Record set Start Marker

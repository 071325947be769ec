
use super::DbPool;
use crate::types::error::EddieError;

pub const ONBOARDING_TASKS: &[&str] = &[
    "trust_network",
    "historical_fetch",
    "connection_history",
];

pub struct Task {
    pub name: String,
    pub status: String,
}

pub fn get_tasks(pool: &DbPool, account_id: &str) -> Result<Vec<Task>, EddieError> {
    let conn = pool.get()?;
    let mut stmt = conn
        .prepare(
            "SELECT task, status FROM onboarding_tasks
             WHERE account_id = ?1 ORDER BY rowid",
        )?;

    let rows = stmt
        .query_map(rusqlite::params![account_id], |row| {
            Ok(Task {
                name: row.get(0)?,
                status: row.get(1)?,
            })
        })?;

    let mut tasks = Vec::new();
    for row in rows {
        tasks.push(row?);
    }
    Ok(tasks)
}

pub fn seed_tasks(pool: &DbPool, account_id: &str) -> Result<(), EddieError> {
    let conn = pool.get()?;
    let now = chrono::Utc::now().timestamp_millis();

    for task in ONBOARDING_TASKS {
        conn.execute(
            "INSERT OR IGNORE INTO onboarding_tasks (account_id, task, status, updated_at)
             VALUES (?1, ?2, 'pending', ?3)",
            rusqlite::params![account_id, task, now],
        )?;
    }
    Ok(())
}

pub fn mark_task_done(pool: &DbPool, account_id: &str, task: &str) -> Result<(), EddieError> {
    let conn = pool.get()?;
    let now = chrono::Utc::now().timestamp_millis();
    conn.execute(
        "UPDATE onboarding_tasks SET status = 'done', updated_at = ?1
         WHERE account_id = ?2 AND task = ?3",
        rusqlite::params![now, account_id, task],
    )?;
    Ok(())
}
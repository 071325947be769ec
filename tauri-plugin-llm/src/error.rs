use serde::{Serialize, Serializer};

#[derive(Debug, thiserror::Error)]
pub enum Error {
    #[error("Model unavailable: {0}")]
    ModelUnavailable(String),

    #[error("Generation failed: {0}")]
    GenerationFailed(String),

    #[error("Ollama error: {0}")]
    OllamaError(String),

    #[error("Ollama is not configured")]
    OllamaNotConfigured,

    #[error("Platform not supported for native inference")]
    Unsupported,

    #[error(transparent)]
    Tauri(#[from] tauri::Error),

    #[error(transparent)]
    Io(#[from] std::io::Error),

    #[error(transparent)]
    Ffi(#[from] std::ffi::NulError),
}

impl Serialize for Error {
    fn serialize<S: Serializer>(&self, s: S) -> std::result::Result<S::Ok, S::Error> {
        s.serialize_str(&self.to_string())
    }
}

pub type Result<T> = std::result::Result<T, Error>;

Record set End Marker
Record set Start Marker

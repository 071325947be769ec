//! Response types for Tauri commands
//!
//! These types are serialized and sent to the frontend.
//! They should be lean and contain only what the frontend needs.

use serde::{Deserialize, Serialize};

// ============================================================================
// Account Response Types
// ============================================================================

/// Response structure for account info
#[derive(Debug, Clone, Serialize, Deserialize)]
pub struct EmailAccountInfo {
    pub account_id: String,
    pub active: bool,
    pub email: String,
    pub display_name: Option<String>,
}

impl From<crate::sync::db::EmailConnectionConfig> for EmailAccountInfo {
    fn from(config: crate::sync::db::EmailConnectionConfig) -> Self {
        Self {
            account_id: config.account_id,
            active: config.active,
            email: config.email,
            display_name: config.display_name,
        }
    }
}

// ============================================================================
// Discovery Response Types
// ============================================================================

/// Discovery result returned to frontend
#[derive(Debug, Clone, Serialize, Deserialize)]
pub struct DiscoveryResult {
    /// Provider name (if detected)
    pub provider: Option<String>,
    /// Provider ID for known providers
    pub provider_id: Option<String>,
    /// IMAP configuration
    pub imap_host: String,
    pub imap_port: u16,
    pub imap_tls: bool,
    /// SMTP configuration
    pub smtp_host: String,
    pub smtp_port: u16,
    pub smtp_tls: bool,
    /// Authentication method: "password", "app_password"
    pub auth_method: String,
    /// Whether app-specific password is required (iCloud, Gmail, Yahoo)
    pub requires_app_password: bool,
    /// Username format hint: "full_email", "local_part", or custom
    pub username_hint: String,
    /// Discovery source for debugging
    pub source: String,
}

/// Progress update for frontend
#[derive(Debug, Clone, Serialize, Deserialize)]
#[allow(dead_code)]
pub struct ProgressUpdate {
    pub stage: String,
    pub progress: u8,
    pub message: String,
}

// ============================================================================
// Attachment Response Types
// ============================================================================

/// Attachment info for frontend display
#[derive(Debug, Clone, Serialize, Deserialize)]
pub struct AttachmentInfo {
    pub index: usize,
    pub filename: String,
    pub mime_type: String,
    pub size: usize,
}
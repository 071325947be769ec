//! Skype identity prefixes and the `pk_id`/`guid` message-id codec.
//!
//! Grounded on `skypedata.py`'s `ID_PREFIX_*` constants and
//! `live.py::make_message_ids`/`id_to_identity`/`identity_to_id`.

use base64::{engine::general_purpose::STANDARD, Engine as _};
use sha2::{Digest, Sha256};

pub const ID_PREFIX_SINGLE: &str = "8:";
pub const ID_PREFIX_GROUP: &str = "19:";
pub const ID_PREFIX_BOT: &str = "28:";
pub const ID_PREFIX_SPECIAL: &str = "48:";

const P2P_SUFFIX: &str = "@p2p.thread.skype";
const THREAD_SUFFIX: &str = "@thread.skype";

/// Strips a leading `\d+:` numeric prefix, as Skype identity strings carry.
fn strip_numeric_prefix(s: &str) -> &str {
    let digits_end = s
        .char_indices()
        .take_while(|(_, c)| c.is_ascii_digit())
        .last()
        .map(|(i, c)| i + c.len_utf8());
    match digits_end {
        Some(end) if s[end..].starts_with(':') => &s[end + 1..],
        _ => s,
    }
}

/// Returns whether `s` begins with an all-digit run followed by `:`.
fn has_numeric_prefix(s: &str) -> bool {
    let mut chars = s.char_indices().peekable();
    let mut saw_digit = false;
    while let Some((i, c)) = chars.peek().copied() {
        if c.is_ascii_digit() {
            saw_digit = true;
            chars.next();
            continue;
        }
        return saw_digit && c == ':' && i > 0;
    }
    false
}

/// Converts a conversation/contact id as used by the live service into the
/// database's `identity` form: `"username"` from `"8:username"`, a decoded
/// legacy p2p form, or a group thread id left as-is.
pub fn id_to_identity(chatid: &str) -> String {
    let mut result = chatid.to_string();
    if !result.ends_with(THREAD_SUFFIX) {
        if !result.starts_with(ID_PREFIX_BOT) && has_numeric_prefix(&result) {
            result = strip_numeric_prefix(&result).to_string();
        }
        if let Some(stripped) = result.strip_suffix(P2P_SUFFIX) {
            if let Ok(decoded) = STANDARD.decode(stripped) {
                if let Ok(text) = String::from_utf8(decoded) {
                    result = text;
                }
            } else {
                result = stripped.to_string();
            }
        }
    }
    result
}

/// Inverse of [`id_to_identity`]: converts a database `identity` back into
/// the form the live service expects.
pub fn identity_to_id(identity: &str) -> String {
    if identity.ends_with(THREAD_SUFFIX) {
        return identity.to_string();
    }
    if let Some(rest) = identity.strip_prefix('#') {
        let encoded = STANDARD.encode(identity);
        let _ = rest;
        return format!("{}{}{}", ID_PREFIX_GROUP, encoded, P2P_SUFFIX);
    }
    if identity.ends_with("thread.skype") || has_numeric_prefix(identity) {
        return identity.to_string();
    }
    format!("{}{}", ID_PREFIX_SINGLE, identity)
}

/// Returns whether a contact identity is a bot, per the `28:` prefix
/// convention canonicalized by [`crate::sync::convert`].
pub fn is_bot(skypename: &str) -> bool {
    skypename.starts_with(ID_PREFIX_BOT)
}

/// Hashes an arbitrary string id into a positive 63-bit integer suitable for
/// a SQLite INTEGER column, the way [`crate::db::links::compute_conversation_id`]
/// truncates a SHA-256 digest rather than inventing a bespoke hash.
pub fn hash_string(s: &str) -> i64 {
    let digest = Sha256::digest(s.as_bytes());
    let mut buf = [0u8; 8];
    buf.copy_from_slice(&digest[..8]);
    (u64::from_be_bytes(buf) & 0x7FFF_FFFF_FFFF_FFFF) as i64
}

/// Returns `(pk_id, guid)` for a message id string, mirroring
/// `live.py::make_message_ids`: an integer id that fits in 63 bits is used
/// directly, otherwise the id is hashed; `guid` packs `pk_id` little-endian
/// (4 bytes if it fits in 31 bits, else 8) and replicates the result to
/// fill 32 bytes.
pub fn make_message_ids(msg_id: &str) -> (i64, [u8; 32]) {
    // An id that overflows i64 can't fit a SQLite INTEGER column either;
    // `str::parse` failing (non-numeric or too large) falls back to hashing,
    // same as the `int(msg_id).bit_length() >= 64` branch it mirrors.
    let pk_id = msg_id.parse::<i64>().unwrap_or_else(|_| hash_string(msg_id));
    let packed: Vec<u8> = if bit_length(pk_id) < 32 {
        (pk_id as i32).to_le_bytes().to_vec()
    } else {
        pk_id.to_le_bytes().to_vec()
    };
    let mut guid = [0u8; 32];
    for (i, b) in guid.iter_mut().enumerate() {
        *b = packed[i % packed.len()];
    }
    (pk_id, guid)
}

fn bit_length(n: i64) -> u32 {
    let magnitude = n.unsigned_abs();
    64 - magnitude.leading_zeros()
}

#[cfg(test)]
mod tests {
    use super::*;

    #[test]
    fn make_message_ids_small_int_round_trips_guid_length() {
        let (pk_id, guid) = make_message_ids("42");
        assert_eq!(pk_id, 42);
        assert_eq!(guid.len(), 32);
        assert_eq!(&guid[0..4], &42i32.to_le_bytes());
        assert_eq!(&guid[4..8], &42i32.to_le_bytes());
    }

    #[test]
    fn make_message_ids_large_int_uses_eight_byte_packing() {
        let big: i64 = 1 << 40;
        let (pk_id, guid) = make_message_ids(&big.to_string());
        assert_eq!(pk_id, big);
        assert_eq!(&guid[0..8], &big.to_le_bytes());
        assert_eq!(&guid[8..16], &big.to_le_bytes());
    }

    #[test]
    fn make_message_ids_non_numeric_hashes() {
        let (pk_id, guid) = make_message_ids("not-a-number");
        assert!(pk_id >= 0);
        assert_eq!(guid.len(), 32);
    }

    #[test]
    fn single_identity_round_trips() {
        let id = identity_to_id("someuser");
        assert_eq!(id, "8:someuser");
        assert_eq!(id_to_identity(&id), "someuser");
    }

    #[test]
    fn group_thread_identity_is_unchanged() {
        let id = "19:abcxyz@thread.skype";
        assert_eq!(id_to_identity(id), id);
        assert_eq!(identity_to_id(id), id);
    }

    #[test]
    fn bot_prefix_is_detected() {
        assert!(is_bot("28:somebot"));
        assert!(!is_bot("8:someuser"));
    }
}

Record set End Marker

With the line that has "if !result.starts_with(ID_PREFIX_BOT) &&" as the first and the line that has "if let Some(rest)" as the last, repeat exactly that run of lines above and no more.

        if !result.starts_with(ID_PREFIX_BOT) && has_numeric_prefix(&result) {
            result = strip_numeric_prefix(&result).to_string();
        }
        if let Some(stripped) = result.strip_suffix(P2P_SUFFIX) {
            if let Ok(decoded) = STANDARD.decode(stripped) {
                if let Ok(text) = String::from_utf8(decoded) {
                    result = text;
                }
            } else {
                result = stripped.to_string();
            }
        }
    }
    result
}

/// Inverse of [`id_to_identity`]: converts a database `identity` back into
/// the form the live service expects.
pub fn identity_to_id(identity: &str) -> String {
    if identity.ends_with(THREAD_SUFFIX) {
        return identity.to_string();
    }
    if let Some(rest) = identity.strip_prefix('#') {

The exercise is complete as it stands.